In Britain the result of the election usually becomes clear
early on Friday morning, and by Friday afternoon the new
Prime Minister is calling at the Palace and moving into
Downing Street.

The fact that many Cabinet Ministers now live ''above the shop" makes the transition more fierce, for overnight they lose not only their office but their house. The residence of the Chancellor of the Exchequer, at Number 11, Downing Street, has only one door, so that the change is visible to any passers-by: out of that door must come the old Chancel­lor, his family, trunks, packing cases and empty bottles. But behind this change there is a heavy flywheel that keeps its momentum and survives any transition: the great machine of the permanent Civil Service.

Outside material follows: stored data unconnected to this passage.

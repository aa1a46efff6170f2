//! Reconciler: compares on-disk bytes with desired bytes.
//!
//! Byte equality is the only test for "no change"; no ssh config grammar
//! is parsed here. Diffs are rendered with `similar` and a file counts as
//! changed only if its diff has at least one hunk.

use std::path::{Path, PathBuf};

use similar::TextDiff;

use configssh_core::ManagedFile;

use crate::migrate::{Migration, INCLUDE_STATEMENT};

/// Old and new bytes for one managed file.
#[derive(Debug, Clone, PartialEq, Eq)]
pub struct FileState {
    pub kind: ManagedFile,
    pub path: PathBuf,
    pub old: Vec<u8>,
    pub new: Vec<u8>,
}

impl FileState {
    pub fn is_changed(&self) -> bool {
        self.old != self.new
    }
}

/// A single file diff.
#[derive(Debug, Clone, PartialEq, Eq)]
pub struct FileDiff {
    pub kind: ManagedFile,
    pub path: PathBuf,
    pub unified_diff: String,
}

/// Pending changes for one run. Never persisted.
#[derive(Debug, Clone, Default, PartialEq, Eq)]
pub struct ChangeSet {
    /// One-line descriptions, in a fixed order: legacy removal, include
    /// insertion or deduplication, managed file write/update.
    pub changes: Vec<String>,
    pub diffs: Vec<FileDiff>,
}

impl ChangeSet {
    pub fn is_empty(&self) -> bool {
        self.changes.is_empty()
    }

    pub fn files_differ(&self) -> bool {
        !self.diffs.is_empty()
    }
}

/// Build the change list and diffs for the primary config and managed file.
pub fn reconcile(ssh: &FileState, coder: &FileState, migration: &Migration) -> ChangeSet {
    let mut changes = Vec::new();

    if migration.removed_legacy {
        changes.push(format!(
            "Remove old auto-generated coder config from {}",
            ssh.path.display()
        ));
    }
    if migration.added_include {
        changes.push(format!(
            "Add {INCLUDE_STATEMENT:?} to {}",
            ssh.path.display()
        ));
    }
    if migration.removed_duplicate_includes {
        changes.push(format!(
            "Remove duplicate {INCLUDE_STATEMENT:?} from {}",
            ssh.path.display()
        ));
    }
    if coder.is_changed() {
        if coder.old.is_empty() {
            changes.push(format!(
                "Write auto-generated coder config file to {}",
                coder.path.display()
            ));
        } else {
            changes.push(format!(
                "Update auto-generated coder config file in {}",
                coder.path.display()
            ));
        }
    }

    let diffs = [ssh, coder]
        .into_iter()
        .filter(|file| file.is_changed())
        .filter_map(|file| {
            unified_diff(&file.path, &file.old, &file.new).map(|unified_diff| FileDiff {
                kind: file.kind,
                path: file.path.clone(),
                unified_diff,
            })
        })
        .collect();

    ChangeSet { changes, diffs }
}

/// Unified diff of `old` → `new` labelled with `path`, or `None` when the
/// diff has no hunks.
pub fn unified_diff(path: &Path, old: &[u8], new: &[u8]) -> Option<String> {
    let old = String::from_utf8_lossy(old);
    let new = String::from_utf8_lossy(new);
    let label = path.display().to_string();

    let diff = TextDiff::from_lines(old.as_ref(), new.as_ref());
    let mut unified = diff.unified_diff();
    unified.context_radius(3).header(&label, &label);
    if unified.iter_hunks().next().is_none() {
        return None;
    }
    Some(unified.to_string())
}

#[cfg(test)]
mod tests {
    use super::*;

    fn state(kind: ManagedFile, path: &str, old: &str, new: &str) -> FileState {
        FileState {
            kind,
            path: PathBuf::from(path),
            old: old.as_bytes().to_vec(),
            new: new.as_bytes().to_vec(),
        }
    }

    fn no_migration(bytes: &str) -> Migration {
        Migration {
            bytes: bytes.as_bytes().to_vec(),
            removed_legacy: false,
            added_include: false,
            removed_duplicate_includes: false,
        }
    }

    #[test]
    fn identical_files_produce_empty_changeset() {
        let ssh = state(ManagedFile::SshConfig, "/h/.ssh/config", "Include coder\n", "Include coder\n");
        let coder = state(ManagedFile::CoderConfig, "/h/.ssh/coder", "x\n", "x\n");
        let set = reconcile(&ssh, &coder, &no_migration("Include coder\n"));
        assert!(set.is_empty());
        assert!(!set.files_differ());
    }

    #[test]
    fn change_descriptions_follow_fixed_order() {
        let ssh = state(ManagedFile::SshConfig, "/h/.ssh/config", "old", "Include coder\n\nnew");
        let coder = state(ManagedFile::CoderConfig, "/h/.ssh/coder", "", "generated\n");
        let migration = Migration {
            bytes: ssh.new.clone(),
            removed_legacy: true,
            added_include: true,
            removed_duplicate_includes: false,
        };
        let set = reconcile(&ssh, &coder, &migration);
        assert_eq!(
            set.changes,
            vec![
                "Remove old auto-generated coder config from /h/.ssh/config".to_string(),
                "Add \"Include coder\" to /h/.ssh/config".to_string(),
                "Write auto-generated coder config file to /h/.ssh/coder".to_string(),
            ]
        );
        assert_eq!(set.diffs.len(), 2);
        assert_eq!(set.diffs[0].kind, ManagedFile::SshConfig);
        assert_eq!(set.diffs[1].kind, ManagedFile::CoderConfig);
    }

    #[test]
    fn existing_managed_file_is_updated_not_written() {
        let ssh = state(ManagedFile::SshConfig, "/c", "Include coder\n", "Include coder\n");
        let coder = state(ManagedFile::CoderConfig, "/m", "v1\n", "v2\n");
        let set = reconcile(&ssh, &coder, &no_migration("Include coder\n"));
        assert_eq!(set.changes, vec!["Update auto-generated coder config file in /m".to_string()]);
    }

    #[test]
    fn duplicate_include_removal_is_listed() {
        let ssh = state(
            ManagedFile::SshConfig,
            "/h/.ssh/config",
            "Include coder\nInclude coder\n",
            "Include coder\n",
        );
        let coder = state(ManagedFile::CoderConfig, "/h/.ssh/coder", "x\n", "x\n");
        let migration = Migration {
            bytes: ssh.new.clone(),
            removed_legacy: false,
            added_include: false,
            removed_duplicate_includes: true,
        };
        let set = reconcile(&ssh, &coder, &migration);
        assert_eq!(
            set.changes,
            vec!["Remove duplicate \"Include coder\" from /h/.ssh/config".to_string()]
        );
        assert_eq!(set.diffs.len(), 1);
        assert!(set.diffs[0].unified_diff.lines().any(|l| l == "-Include coder"));
    }

    #[test]
    fn unified_diff_has_headers_and_hunk() {
        let diff = unified_diff(Path::new("/h/.ssh/coder"), b"a\nb\n", b"a\nc\n").expect("diff");
        assert!(diff.contains("--- /h/.ssh/coder"));
        assert!(diff.contains("+++ /h/.ssh/coder"));
        assert!(diff.contains("@@"));
        assert!(diff.lines().any(|l| l == "-b"));
        assert!(diff.lines().any(|l| l == "+c"));
    }

    #[test]
    fn unified_diff_without_hunks_is_none() {
        assert!(unified_diff(Path::new("/x"), b"same\n", b"same\n").is_none());
        assert!(unified_diff(Path::new("/x"), b"", b"").is_none());
    }

    #[test]
    fn missing_trailing_newline_is_a_difference() {
        assert!(unified_diff(Path::new("/x"), b"a", b"a\n").is_some());
    }
}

Only about a hundred men change their offices in White­hall after the election (another hundred may become par­liamentary private secretaries with a loose relationship with their office). In the United States thousands change their jobs; in France, which has an equally powerful permanent
bureaucracy, a new Minister can bring with him his own
cabinet of political friends to help him run his department.
But in Britain even the Minister's private secretary - his
most intimate confidant - will stay to serve his new master,
abandoning overnight the loyalties and policies of his pre­decessor.

When new ministers arrive, the officials are studiously
friendly and helpful, telling them most things they want to
know, and all the arguments for or against any decision that
has been put forward. But they will never tell them the secrets
of the previous Government's policy decisions, or the per­sonal details of who said what to whom. The filing cabinets remain firmly guarded by the civil servants, with combina­tion locks.

The civil servants are very conscious of the nature of their bargain with the politicians. As one permanent secre­tary put it:

"We say to them, in effect, that their dirty linen is safe with us. If we can't promise them that, then they'll take the dirty linen somewhere else."

The civil servants know that the politicians that the civil servants know more than they; even if they lean over backwards not to take advantage of it, the politicians are abound to be resentful. A special awkwardness is apparent at those occasions, like embassy receptions, where civil servants and politicians of both parties are invited together. The discarded leaders have to watch the men who only a few days before were their closest colleagues, chatting and smiling with the enemy, looking just as friendly and confidential as ever they were to them.